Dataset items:
- - -

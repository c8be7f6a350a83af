use std::path::Path;

use crate::report::RenderModel;
use crate::waveform::Waveform;

/// Décode un fichier audio en un `Waveform` mono.
///
/// Implémenté par : `SymphoniaLoader`.
///
/// # Example
/// ```
/// use mv_core::traits::AudioLoader;
/// use mv_core::waveform::Waveform;
/// use std::path::Path;
///
/// struct SilenceLoader;
/// impl AudioLoader for SilenceLoader {
///     fn load(&self, _path: &Path) -> anyhow::Result<Waveform> {
///         Ok(Waveform::new(vec![0.0; 22050], 22050)?)
///     }
/// }
/// ```
pub trait AudioLoader {
    /// Decode `path` into mono samples.
    ///
    /// # Errors
    /// Any failure (missing file, unsupported container, corrupt data) is
    /// returned as a single opaque error; callers only need to know that
    /// extraction failed.
    fn load(&self, path: &Path) -> anyhow::Result<Waveform>;
}

/// Affiche un `RenderModel` à l'utilisateur.
///
/// Implémenté par : `TerminalSink`, `TextSink`, `JsonSink`.
///
/// # Example
/// ```
/// use mv_core::traits::ReportSink;
/// use mv_core::report::RenderModel;
///
/// struct NullSink;
/// impl ReportSink for NullSink {
///     fn present(&mut self, _model: &RenderModel) -> anyhow::Result<()> { Ok(()) }
/// }
/// ```
pub trait ReportSink {
    /// Render one result.
    ///
    /// # Errors
    /// Returns an error if the output cannot be written.
    fn present(&mut self, model: &RenderModel) -> anyhow::Result<()>;
}
use crate::error::CoreError;

/// Decoded mono audio, immutable once built.
///
/// Samples are `f32` amplitudes, nominally in [-1, 1].
///
/// # Example
/// ```
/// use mv_core::waveform::Waveform;
/// let wave = Waveform::new(vec![0.0; 22050], 22050).unwrap();
/// assert!((wave.duration_secs() - 1.0).abs() < f32::EPSILON);
/// ```
#[derive(Clone, Debug, PartialEq)]
pub struct Waveform {
    samples: Vec<f32>,
    sample_rate: u32,
}

impl Waveform {
    /// Wrap decoded samples.
    ///
    /// # Errors
    /// Returns [`CoreError::InvalidSampleRate`] if `sample_rate` is 0.
    pub fn new(samples: Vec<f32>, sample_rate: u32) -> Result<Self, CoreError> {
        if sample_rate == 0 {
            return Err(CoreError::InvalidSampleRate { rate: sample_rate });
        }
        Ok(Self {
            samples,
            sample_rate,
        })
    }

    /// Mono samples.
    #[must_use]
    pub fn samples(&self) -> &[f32] {
        &self.samples
    }

    /// Samples per second.
    #[must_use]
    pub fn sample_rate(&self) -> u32 {
        self.sample_rate
    }

    /// Number of samples.
    #[must_use]
    pub fn len(&self) -> usize {
        self.samples.len()
    }

    /// `true` if no sample was decoded.
    #[must_use]
    pub fn is_empty(&self) -> bool {
        self.samples.is_empty()
    }

    /// Length in seconds.
    #[must_use]
    pub fn duration_secs(&self) -> f32 {
        self.samples.len() as f32 / self.sample_rate as f32
    }

    /// Consume the waveform, returning the raw samples and rate.
    #[must_use]
    pub fn into_parts(self) -> (Vec<f32>, u32) {
        (self.samples, self.sample_rate)
    }
}

#[cfg(test)]
mod tests {
    use super::*;

    #[test]
    fn zero_sample_rate_is_rejected() {
        assert_eq!(
            Waveform::new(vec![0.1, 0.2], 0),
            Err(CoreError::InvalidSampleRate { rate: 0 })
        );
    }

    #[test]
    fn duration_follows_rate() {
        let wave = Waveform::new(vec![0.0; 11025], 22050).unwrap();
        assert!((wave.duration_secs() - 0.5).abs() < f32::EPSILON);
        assert_eq!(wave.len(), 11025);
        assert!(!wave.is_empty());
    }
}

- - -

Once more, write out the records exactly as they are.

repository c8be7f6a350a83af
use std::path::Path;

use crate::report::RenderModel;
use crate::waveform::Waveform;

/// Décode un fichier audio en un `Waveform` mono.
///
/// Implémenté par : `SymphoniaLoader`.
///
/// # Example
/// ```
/// use mv_core::traits::AudioLoader;
/// use mv_core::waveform::Waveform;
/// use std::path::Path;
///
/// struct SilenceLoader;
/// impl AudioLoader for SilenceLoader {
///     fn load(&self, _path: &Path) -> anyhow::Result<Waveform> {
///         Ok(Waveform::new(vec![0.0; 22050], 22050)?)
///     }
/// }
/// ```
pub trait AudioLoader {
    /// Decode `path` into mono samples.
    ///
    /// # Errors
    /// Any failure (missing file, unsupported container, corrupt data) is
    /// returned as a single opaque error; callers only need to know that
    /// extraction failed.
    fn load(&self, path: &Path) -> anyhow::Result<Waveform>;
}

/// Affiche un `RenderModel` à l'utilisateur.
///
/// Implémenté par : `TerminalSink`, `TextSink`, `JsonSink`.
///
/// # Example
/// ```
/// use mv_core::traits::ReportSink;
/// use mv_core::report::RenderModel;
///
/// struct NullSink;
/// impl ReportSink for NullSink {
///     fn present(&mut self, _model: &RenderModel) -> anyhow::Result<()> { Ok(()) }
/// }
/// ```
pub trait ReportSink {
    /// Render one result.
    ///
    /// # Errors
    /// Returns an error if the output cannot be written.
    fn present(&mut self, model: &RenderModel) -> anyhow::Result<()>;
}
use crate::error::CoreError;

/// Decoded mono audio, immutable once built.
///
/// Samples are `f32` amplitudes, nominally in [-1, 1].
///
/// # Example
/// ```
/// use mv_core::waveform::Waveform;
/// let wave = Waveform::new(vec![0.0; 22050], 22050).unwrap();
/// assert!((wave.duration_secs() - 1.0).abs() < f32::EPSILON);
/// ```
#[derive(Clone, Debug, PartialEq)]
pub struct Waveform {
    samples: Vec<f32>,
    sample_rate: u32,
}

impl Waveform {
    /// Wrap decoded samples.
    ///
    /// # Errors
    /// Returns [`CoreError::InvalidSampleRate`] if `sample_rate` is 0.
    pub fn new(samples: Vec<f32>, sample_rate: u32) -> Result<Self, CoreError> {
        if sample_rate == 0 {
            return Err(CoreError::InvalidSampleRate { rate: sample_rate });
        }
        Ok(Self {
            samples,
            sample_rate,
        })
    }

    /// Mono samples.
    #[must_use]
    pub fn samples(&self) -> &[f32] {
        &self.samples
    }

    /// Samples per second.
    #[must_use]
    pub fn sample_rate(&self) -> u32 {
        self.sample_rate
    }

    /// Number of samples.
    #[must_use]
    pub fn len(&self) -> usize {
        self.samples.len()
    }

    /// `true` if no sample was decoded.
    #[must_use]
    pub fn is_empty(&self) -> bool {
        self.samples.is_empty()
    }

    /// Length in seconds.
    #[must_use]
    pub fn duration_secs(&self) -> f32 {
        self.samples.len() as f32 / self.sample_rate as f32
    }

    /// Consume the waveform, returning the raw samples and rate.
    #[must_use]
    pub fn into_parts(self) -> (Vec<f32>, u32) {
        (self.samples, self.sample_rate)
    }
}

#[cfg(test)]
mod tests {
    use super::*;

    #[test]
    fn zero_sample_rate_is_rejected() {
        assert_eq!(
            Waveform::new(vec![0.1, 0.2], 0),
            Err(CoreError::InvalidSampleRate { rate: 0 })
        );
    }

    #[test]
    fn duration_follows_rate() {
        let wave = Waveform::new(vec![0.0; 11025], 22050).unwrap();
        assert!((wave.duration_secs() - 0.5).abs() < f32::EPSILON);
        assert_eq!(wave.len(), 11025);
        assert!(!wave.is_empty());
    }
}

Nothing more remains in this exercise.